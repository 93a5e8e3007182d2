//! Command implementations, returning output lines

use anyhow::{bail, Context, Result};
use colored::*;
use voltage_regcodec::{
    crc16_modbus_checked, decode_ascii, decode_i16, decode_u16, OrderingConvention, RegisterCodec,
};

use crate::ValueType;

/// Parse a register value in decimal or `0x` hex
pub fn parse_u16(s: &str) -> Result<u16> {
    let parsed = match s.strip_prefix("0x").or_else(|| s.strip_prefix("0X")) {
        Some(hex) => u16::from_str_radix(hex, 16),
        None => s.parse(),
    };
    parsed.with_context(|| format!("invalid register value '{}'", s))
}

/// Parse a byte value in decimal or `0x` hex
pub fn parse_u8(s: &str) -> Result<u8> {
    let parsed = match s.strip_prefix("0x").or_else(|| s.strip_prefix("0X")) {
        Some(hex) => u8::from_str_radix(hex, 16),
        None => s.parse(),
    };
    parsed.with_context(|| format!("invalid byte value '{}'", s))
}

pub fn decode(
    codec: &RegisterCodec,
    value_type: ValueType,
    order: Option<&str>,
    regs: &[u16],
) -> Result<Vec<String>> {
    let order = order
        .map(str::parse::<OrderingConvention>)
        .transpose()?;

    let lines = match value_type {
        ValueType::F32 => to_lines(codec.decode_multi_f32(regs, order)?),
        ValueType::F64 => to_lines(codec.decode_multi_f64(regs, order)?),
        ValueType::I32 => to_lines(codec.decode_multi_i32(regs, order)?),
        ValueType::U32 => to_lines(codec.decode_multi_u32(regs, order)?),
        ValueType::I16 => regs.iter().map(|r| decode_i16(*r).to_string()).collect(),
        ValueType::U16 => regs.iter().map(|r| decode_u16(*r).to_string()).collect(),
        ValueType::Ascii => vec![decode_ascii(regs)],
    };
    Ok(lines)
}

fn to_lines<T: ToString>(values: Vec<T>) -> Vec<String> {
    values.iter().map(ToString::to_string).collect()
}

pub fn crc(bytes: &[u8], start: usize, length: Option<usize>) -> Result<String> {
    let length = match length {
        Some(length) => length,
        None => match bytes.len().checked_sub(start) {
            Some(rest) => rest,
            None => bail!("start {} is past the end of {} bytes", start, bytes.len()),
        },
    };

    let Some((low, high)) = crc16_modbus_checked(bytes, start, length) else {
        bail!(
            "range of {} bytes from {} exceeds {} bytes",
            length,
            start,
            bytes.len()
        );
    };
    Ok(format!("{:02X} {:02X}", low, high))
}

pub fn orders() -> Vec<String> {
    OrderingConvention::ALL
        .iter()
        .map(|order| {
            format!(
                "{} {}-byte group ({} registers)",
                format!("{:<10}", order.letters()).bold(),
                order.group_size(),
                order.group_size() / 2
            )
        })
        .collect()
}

****************

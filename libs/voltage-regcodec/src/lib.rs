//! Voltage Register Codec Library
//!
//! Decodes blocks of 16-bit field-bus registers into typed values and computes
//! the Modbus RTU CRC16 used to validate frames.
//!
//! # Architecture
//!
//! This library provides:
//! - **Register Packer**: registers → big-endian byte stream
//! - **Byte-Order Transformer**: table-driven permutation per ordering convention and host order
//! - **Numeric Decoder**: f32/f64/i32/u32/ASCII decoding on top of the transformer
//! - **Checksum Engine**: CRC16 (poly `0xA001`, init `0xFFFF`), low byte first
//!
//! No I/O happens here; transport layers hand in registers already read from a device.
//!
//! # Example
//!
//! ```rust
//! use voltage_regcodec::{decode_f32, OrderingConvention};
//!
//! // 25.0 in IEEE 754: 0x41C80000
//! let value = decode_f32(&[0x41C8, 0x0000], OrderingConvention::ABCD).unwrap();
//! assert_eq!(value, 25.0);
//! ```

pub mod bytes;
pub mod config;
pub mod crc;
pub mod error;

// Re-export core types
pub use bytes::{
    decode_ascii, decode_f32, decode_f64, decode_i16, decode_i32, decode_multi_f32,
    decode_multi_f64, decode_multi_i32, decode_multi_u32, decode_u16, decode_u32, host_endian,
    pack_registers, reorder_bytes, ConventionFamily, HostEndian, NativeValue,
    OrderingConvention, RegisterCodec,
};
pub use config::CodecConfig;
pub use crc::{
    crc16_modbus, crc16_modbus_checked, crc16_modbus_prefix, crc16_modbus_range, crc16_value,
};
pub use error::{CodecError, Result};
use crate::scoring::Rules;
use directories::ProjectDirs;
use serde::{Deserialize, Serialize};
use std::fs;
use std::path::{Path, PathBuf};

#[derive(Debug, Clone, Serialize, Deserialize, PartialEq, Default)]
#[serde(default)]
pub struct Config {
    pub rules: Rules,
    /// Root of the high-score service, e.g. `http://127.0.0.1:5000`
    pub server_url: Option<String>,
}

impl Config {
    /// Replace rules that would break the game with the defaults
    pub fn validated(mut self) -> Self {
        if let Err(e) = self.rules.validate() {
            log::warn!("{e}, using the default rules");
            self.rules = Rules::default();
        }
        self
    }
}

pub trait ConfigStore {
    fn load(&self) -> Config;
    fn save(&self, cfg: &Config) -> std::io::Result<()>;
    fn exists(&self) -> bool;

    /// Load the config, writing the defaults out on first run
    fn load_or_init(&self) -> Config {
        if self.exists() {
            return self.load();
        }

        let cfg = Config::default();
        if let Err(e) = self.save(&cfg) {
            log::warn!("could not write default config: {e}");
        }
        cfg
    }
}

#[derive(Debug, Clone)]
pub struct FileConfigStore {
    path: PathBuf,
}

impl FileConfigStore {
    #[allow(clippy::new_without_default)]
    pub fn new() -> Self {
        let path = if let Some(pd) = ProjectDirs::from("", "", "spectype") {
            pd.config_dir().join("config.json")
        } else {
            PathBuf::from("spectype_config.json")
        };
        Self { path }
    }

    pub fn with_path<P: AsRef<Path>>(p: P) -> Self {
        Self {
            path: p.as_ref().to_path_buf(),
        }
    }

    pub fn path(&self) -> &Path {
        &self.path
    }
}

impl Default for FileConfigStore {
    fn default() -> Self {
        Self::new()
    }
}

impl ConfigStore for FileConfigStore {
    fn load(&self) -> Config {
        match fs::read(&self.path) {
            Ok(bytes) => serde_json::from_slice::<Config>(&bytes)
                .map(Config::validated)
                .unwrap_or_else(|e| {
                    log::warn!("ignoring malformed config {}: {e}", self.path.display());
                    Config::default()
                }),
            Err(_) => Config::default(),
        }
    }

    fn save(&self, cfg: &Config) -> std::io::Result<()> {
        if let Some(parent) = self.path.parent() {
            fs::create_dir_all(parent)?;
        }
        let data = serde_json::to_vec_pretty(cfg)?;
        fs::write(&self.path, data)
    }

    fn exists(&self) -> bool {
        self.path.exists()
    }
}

****************

▶ **What to work on**
Look through the data and gather every line with the string "collect" in it.

▶ **Exercise solution**
        ValueType::I16 => regs.iter().map(|r| decode_i16(*r).to_string()).collect(),
        ValueType::U16 => regs.iter().map(|r| decode_u16(*r).to_string()).collect(),
    values.iter().map(ToString::to_string).collect()
        .collect()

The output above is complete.